Wearable Medical Devices
Wearable devices will be increasingly used by individuals during 2023 to track their own health and exercise activity, as well as by clinicians to monitor patients remotely. The “Internet of Medical Things” has rapidly expanded in recent years from simple devices designed to track vital signs such as heart rate and blood oxygen levels to smart watches capable of sophisticated scans such as ECGs, smart textiles that can detect blood pressure and predict the risk of heart attacks, and smart gloves that can reduce the tremors suffered by patients with Parkinson’s Disease. As well as physical illness, a growing emphasis is being placed on developing wearable devices capable of monitoring and detecting signs of mental illnesses. A study was published this year showing how physical indicators such as activity levels, sleep patterns, and heart rate can be used to detect when individuals may be at risk of depression, and we may start to see medical wearables incorporating some of this functionality soon.
In 2023, we will increasingly see wearable medical devices acting as “edge” devices, which means they will be equipped with processors and capable of utilizing in-device analytics rather than requiring that data is sent back and forward between the device and the cloud to be processed. This has two main benefits: The first is privacy, as sensitive patient personal data never has to leave the device. Secondly, there’s speed – which is critical in the case of devices designed to detect and warn of potentially life-threatening conditions in real time.
During 2023, patients will have more opportunities to receive healthcare delivery that is personalized specifically to them. This includes the concept of precision medicine, where drugs and other treatments are specifically tailored to a group of patients – based on factors such as age, genetics or risk factors – rather than administered on a one-size-fits-all approach. The most advanced and precise forms of personalized healthcare take into account a person’s genetic information or genome and can help healthcare practitioners predict how effective specific drugs will be or whether they are likely to suffer from side effects.
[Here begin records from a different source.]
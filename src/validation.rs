//! Input validation for roster snapshots.
//!
//! Checks structural integrity of faculty, panels, and teams before
//! allocation. Detects:
//! - Duplicate IDs
//! - Faculty seated on more than one panel
//! - A team's guide sitting on the panel evaluating it
//! - Undersized panels
//! - Dangling faculty/panel references
//! - Teams whose panel pointer disagrees with panel team lists

use crate::models::{Faculty, Panel, Team};
use std::collections::{HashMap, HashSet};

/// Validation result.
pub type ValidationResult = Result<(), Vec<ValidationError>>;

/// A validation error.
#[derive(Debug, Clone, PartialEq)]
pub struct ValidationError {
    /// Error category.
    pub kind: ValidationErrorKind,
    /// Human-readable description.
    pub message: String,
}

/// Categories of validation errors.
#[derive(Debug, Clone, PartialEq, Eq)]
pub enum ValidationErrorKind {
    /// Two entities share the same ID.
    DuplicateId,
    /// A faculty member is seated on more than one panel.
    OverlappingMembership,
    /// An assigned team's guide sits on that team's panel.
    GuideOnOwnPanel,
    /// A panel has fewer than two members.
    UndersizedPanel,
    /// A panel seats a faculty member missing from the roster.
    UnknownFacultyReference,
    /// A team points at a panel that doesn't exist.
    UnknownPanelReference,
    /// A team appears in more than one panel's team list.
    MultipleAssignment,
    /// A team's panel pointer disagrees with the panel's team list.
    AssignmentMismatch,
}

impl ValidationError {
    fn new(kind: ValidationErrorKind, message: impl Into<String>) -> Self {
        Self {
            kind,
            message: message.into(),
        }
    }
}

/// Validates a roster snapshot.
///
/// Checks:
/// 1. No duplicate faculty, panel, or team IDs
/// 2. All panels have at least two members
/// 3. All panel members exist in the faculty roster
/// 4. No faculty member sits on two panels
/// 5. All team panel pointers reference existing panels
/// 6. No team appears in two panels' team lists
/// 7. Panel team lists and team panel pointers agree
/// 8. No assigned team's guide sits on its panel
///
/// # Returns
/// `Ok(())` if all checks pass, `Err(errors)` with all detected issues.
pub fn validate_roster(faculty: &[Faculty], panels: &[Panel], teams: &[Team]) -> ValidationResult {
    let mut errors = Vec::new();

    // Collect faculty IDs
    let mut faculty_ids = HashSet::new();
    for f in faculty {
        if !faculty_ids.insert(f.employee_id.as_str()) {
            errors.push(ValidationError::new(
                ValidationErrorKind::DuplicateId,
                format!("Duplicate faculty ID: {}", f.employee_id),
            ));
        }
    }

    // Collect panel IDs, check sizes and membership
    let mut panel_ids = HashSet::new();
    let mut seated: HashMap<&str, &str> = HashMap::new();

    for panel in panels {
        if !panel_ids.insert(panel.panel_id.as_str()) {
            errors.push(ValidationError::new(
                ValidationErrorKind::DuplicateId,
                format!("Duplicate panel ID: {}", panel.panel_id),
            ));
        }

        if panel.member_count() < 2 {
            errors.push(ValidationError::new(
                ValidationErrorKind::UndersizedPanel,
                format!(
                    "Panel '{}' has {} member(s); minimum is 2",
                    panel.panel_id,
                    panel.member_count()
                ),
            ));
        }

        for member in &panel.members {
            let id = member.employee_id.as_str();
            if !faculty_ids.contains(id) {
                errors.push(ValidationError::new(
                    ValidationErrorKind::UnknownFacultyReference,
                    format!("Panel '{}' seats unknown faculty '{}'", panel.panel_id, id),
                ));
            }
            if let Some(other) = seated.insert(id, panel.panel_id.as_str()) {
                if other != panel.panel_id {
                    errors.push(ValidationError::new(
                        ValidationErrorKind::OverlappingMembership,
                        format!(
                            "Faculty '{}' sits on both panel '{}' and panel '{}'",
                            id, other, panel.panel_id
                        ),
                    ));
                }
            }
        }
    }

    // Collect team IDs and check panel pointers
    let mut team_ids = HashSet::new();
    let team_by_id: HashMap<&str, &Team> = teams.iter().map(|t| (t.id.as_str(), t)).collect();

    for team in teams {
        if !team_ids.insert(team.id.as_str()) {
            errors.push(ValidationError::new(
                ValidationErrorKind::DuplicateId,
                format!("Duplicate team ID: {}", team.id),
            ));
        }

        if let Some(panel_id) = &team.panel_id {
            if !panel_ids.contains(panel_id.as_str()) {
                errors.push(ValidationError::new(
                    ValidationErrorKind::UnknownPanelReference,
                    format!("Team '{}' points at unknown panel '{}'", team.id, panel_id),
                ));
            }
        }
    }

    // Cross-check panel team lists against team pointers and the guide rule
    let mut team_home: HashMap<&str, &str> = HashMap::new();
    for panel in panels {
        for team_id in &panel.team_ids {
            if let Some(other) = team_home.insert(team_id.as_str(), panel.panel_id.as_str()) {
                if other != panel.panel_id {
                    errors.push(ValidationError::new(
                        ValidationErrorKind::MultipleAssignment,
                        format!(
                            "Team '{}' is assigned to both panel '{}' and panel '{}'",
                            team_id, other, panel.panel_id
                        ),
                    ));
                }
            }

            match team_by_id.get(team_id.as_str()) {
                None => {
                    errors.push(ValidationError::new(
                        ValidationErrorKind::AssignmentMismatch,
                        format!("Panel '{}' lists unknown team '{}'", panel.panel_id, team_id),
                    ));
                }
                Some(team) => {
                    if team.panel_id.as_deref() != Some(panel.panel_id.as_str()) {
                        errors.push(ValidationError::new(
                            ValidationErrorKind::AssignmentMismatch,
                            format!(
                                "Panel '{}' lists team '{}' but the team points at {:?}",
                                panel.panel_id, team_id, team.panel_id
                            ),
                        ));
                    }

                    if let Some(guide) = &team.guide_faculty_id {
                        if panel.has_member(guide) {
                            errors.push(ValidationError::new(
                                ValidationErrorKind::GuideOnOwnPanel,
                                format!(
                                    "Guide '{}' of team '{}' sits on its evaluating panel '{}'",
                                    guide, team_id, panel.panel_id
                                ),
                            ));
                        }
                    }
                }
            }
        }
    }

    if errors.is_empty() {
        Ok(())
    } else {
        Err(errors)
    }
}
AI and ML algorithms are sometimes used to assist with these predictions.
The term personalized healthcare is also sometimes used in relation to moves to allow patients to make more choices about how their care is planned and delivered. This usually involves drawing up a personal treatment plan for an individual, considering their own circumstances, opinions and beliefs when making choices about how and where they should be treated. As is also true in industry and the wider economy outside of healthcare, every form of personalization is likely to be a major trend throughout 2023.